Typically in patent litigation, the patent holder bears the burden of proving that the defendant infringed.  The Federal Circuit recently created a limited exception to that rule in Medtronic, Inc. v. Boston Scientific Corp. (Fed. Cir. 2012) (PDF). It held that when a licensee in good standing seeks a declaratory judgment of non-infringement, the burden of proof shifts to the party seeking the judgment to prove non-infringement. On May 20, 2013, the Supreme Court granted certiorari and placed the case on its upcoming docket.

In 2007, the Supreme Court ruled in MedImmune, Inc. v. Genentech, Inc., 549 U.S. 118 (2007) that licensees in good standing were not required to terminate or breach license agreement prior to seeking declaratory judgment of patent invalidity. An example would be a licensee who identifies indicia of invalidity, and wishes to raise the concerns without incurring the possibility of liability from infringing use without the license. Before MedImmune, the courts rejected requests for declaratory judgments from good faith licensees under the reasoning that it would unfair to the patentee, who could not have sued the current licensee for infringement. While the Supreme Court rejected the Federal Circuit’s “reasonable apprehension” test, it made clear that there must be an actual case or controversy to satisfy standing for the court.

Many believe that the ruling will be a quick 9-0 decision to reaffirm what was already put forth in MedImmune. The Supreme Court in Lear v. Adkins, 395 U.S. 653 (1969) already established an attitude encouraging patent challenges. However, the decision to hear the case could still be interesting for a number of reasons.

First, the Court has a chance to clarify whether the licensee’s ability to challenge is inalienable, or whether it may be contracted away when agreeing to the license. This nugget is not at issue in the case, however, so it is unlikely we will hear much about it. But the case is also interesting as an indication of the increasing importance of intellectual property law, as more and more cases are accepted to be heard by the highest court in the country.

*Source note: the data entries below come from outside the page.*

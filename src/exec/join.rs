//! Inner joins over two tables: a hash join building a multimap over the
//! right side, and a sort-merge join for the same equi-join. Both emit
//! the left row's columns followed by the right row's columns, and both
//! produce the cartesian product of equal-key runs, so their outputs
//! agree as multisets.
//!
//! Join keys compare as plain strings; the merge join's sort is the same
//! lexicographic order the ordered indexes use.

use std::cmp::Ordering;

use hashbrown::HashMap;

use crate::records::Row;

use super::ExecutionEngine;

impl ExecutionEngine {
    /// Hash inner join: builds a multimap over `right_col`, streams the
    /// left table, and emits left‖right per match. Unknown tables or
    /// columns yield an empty result.
    pub fn inner_join(
        &mut self,
        left_table: &str,
        right_table: &str,
        left_col: &str,
        right_col: &str,
    ) -> Vec<Vec<String>> {
        let Some((left_idx, right_idx)) =
            self.join_column_indices(left_table, right_table, left_col, right_col)
        else {
            return Vec::new();
        };

        let mut right_map: HashMap<String, Vec<Vec<String>>> = HashMap::new();
        for row in self.seq_scan(right_table) {
            let values = row.into_values();
            if let Some(key) = values.get(right_idx) {
                right_map.entry(key.clone()).or_default().push(values);
            }
        }

        let mut out = Vec::new();
        for row in self.seq_scan(left_table) {
            let left_values = row.into_values();
            let Some(key) = left_values.get(left_idx) else {
                continue;
            };
            if let Some(matches) = right_map.get(key) {
                for right_values in matches {
                    out.push(concat_rows(&left_values, right_values));
                }
            }
        }
        out
    }

    /// Sort-merge inner join: sorts both sides by their key column
    /// (lexicographic string order), then merges, emitting the cartesian
    /// product of equal-key runs.
    pub fn merge_join(
        &mut self,
        left_table: &str,
        right_table: &str,
        left_col: &str,
        right_col: &str,
    ) -> Vec<Vec<String>> {
        let Some((left_idx, right_idx)) =
            self.join_column_indices(left_table, right_table, left_col, right_col)
        else {
            return Vec::new();
        };

        let mut left_rows: Vec<Vec<String>> = self
            .seq_scan(left_table)
            .into_iter()
            .map(Row::into_values)
            .collect();
        let mut right_rows: Vec<Vec<String>> = self
            .seq_scan(right_table)
            .into_iter()
            .map(Row::into_values)
            .collect();
        left_rows.sort_by(|a, b| key_at(a, left_idx).cmp(key_at(b, left_idx)));
        right_rows.sort_by(|a, b| key_at(a, right_idx).cmp(key_at(b, right_idx)));

        let mut out = Vec::new();
        let (mut i, mut j) = (0, 0);
        while i < left_rows.len() && j < right_rows.len() {
            let left_key = key_at(&left_rows[i], left_idx);
            let right_key = key_at(&right_rows[j], right_idx);
            match left_key.cmp(right_key) {
                Ordering::Less => i += 1,
                Ordering::Greater => j += 1,
                Ordering::Equal => {
                    let i_end = run_end(&left_rows, i, left_idx);
                    let j_end = run_end(&right_rows, j, right_idx);
                    for a in i..i_end {
                        for b in j..j_end {
                            out.push(concat_rows(&left_rows[a], &right_rows[b]));
                        }
                    }
                    i = i_end;
                    j = j_end;
                }
            }
        }
        out
    }

    fn join_column_indices(
        &self,
        left_table: &str,
        right_table: &str,
        left_col: &str,
        right_col: &str,
    ) -> Option<(usize, usize)> {
        let catalog = self.storage().catalog();
        let left_idx = catalog.get_column_index(left_table, left_col)?;
        let right_idx = catalog.get_column_index(right_table, right_col)?;
        Some((left_idx, right_idx))
    }
}

fn key_at(values: &[String], idx: usize) -> &str {
    values.get(idx).map(String::as_str).unwrap_or("")
}

/// First index past the run of rows sharing `rows[start]`'s key.
fn run_end(rows: &[Vec<String>], start: usize, idx: usize) -> usize {
    let key = key_at(&rows[start], idx);
    let mut end = start + 1;
    while end < rows.len() && key_at(&rows[end], idx) == key {
        end += 1;
    }
    end
}

fn concat_rows(left: &[String], right: &[String]) -> Vec<String> {
    let mut joined = Vec::with_capacity(left.len() + right.len());
    joined.extend_from_slice(left);
    joined.extend_from_slice(right);
    joined
}
//! On-disk file naming conventions for pages and composite index files.

use std::path::{Path, PathBuf};

/// Pseudo-table owning the catalog page file (`sys_catalog_page_0.bin`).
pub const CATALOG_TABLE: &str = "sys_catalog";

/// Fixed page id of the catalog page. Data pages start at 1.
pub const CATALOG_PAGE_ID: u64 = 0;

pub fn page_file_path(base: &Path, table: &str, page_id: u64) -> PathBuf {
    base.join(format!("{table}_page_{page_id}.bin"))
}

pub fn cidx_meta_path(base: &Path, table: &str) -> PathBuf {
    base.join(format!("{table}_cidx.meta"))
}

pub fn cidx_snapshot_path(base: &Path, table: &str) -> PathBuf {
    base.join(format!("{table}_cidx.bin"))
}

pub fn cidx_wal_path(base: &Path, table: &str) -> PathBuf {
    base.join(format!("{table}_cidx.wal"))
}

#[cfg(test)]
mod tests {
    use super::*;

    #[test]
    fn file_names_follow_conventions() {
        let base = Path::new("/data");
        assert_eq!(
            page_file_path(base, "users", 3),
            Path::new("/data/users_page_3.bin")
        );
        assert_eq!(
            page_file_path(base, CATALOG_TABLE, CATALOG_PAGE_ID),
            Path::new("/data/sys_catalog_page_0.bin")
        );
        assert_eq!(
            cidx_meta_path(base, "users"),
            Path::new("/data/users_cidx.meta")
        );
        assert_eq!(
            cidx_snapshot_path(base, "users"),
            Path::new("/data/users_cidx.bin")
        );
        assert_eq!(
            cidx_wal_path(base, "users"),
            Path::new("/data/users_cidx.wal")
        );
    }
}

Perhaps most entertaining however, is that the case provides an opportunity for the Court to chastise and attempt to reign in the Federal Circuit. Placing the burden of proof on the party seeking the declaratory judgment implies a presumption of infringement, the exact opposite of a normal litigation. The rationale seems to be that the patentee could claim infringement (because the would-be defendant has a license)  and thus asked the court to shift the burden of proof. This is based on the same reciprocal-rights theory that was rejected by the Supreme Court in MedImmune.

Absent any surprises, oral arguments are scheduled for October 2013.

–Zachary Loney

Comments are closed.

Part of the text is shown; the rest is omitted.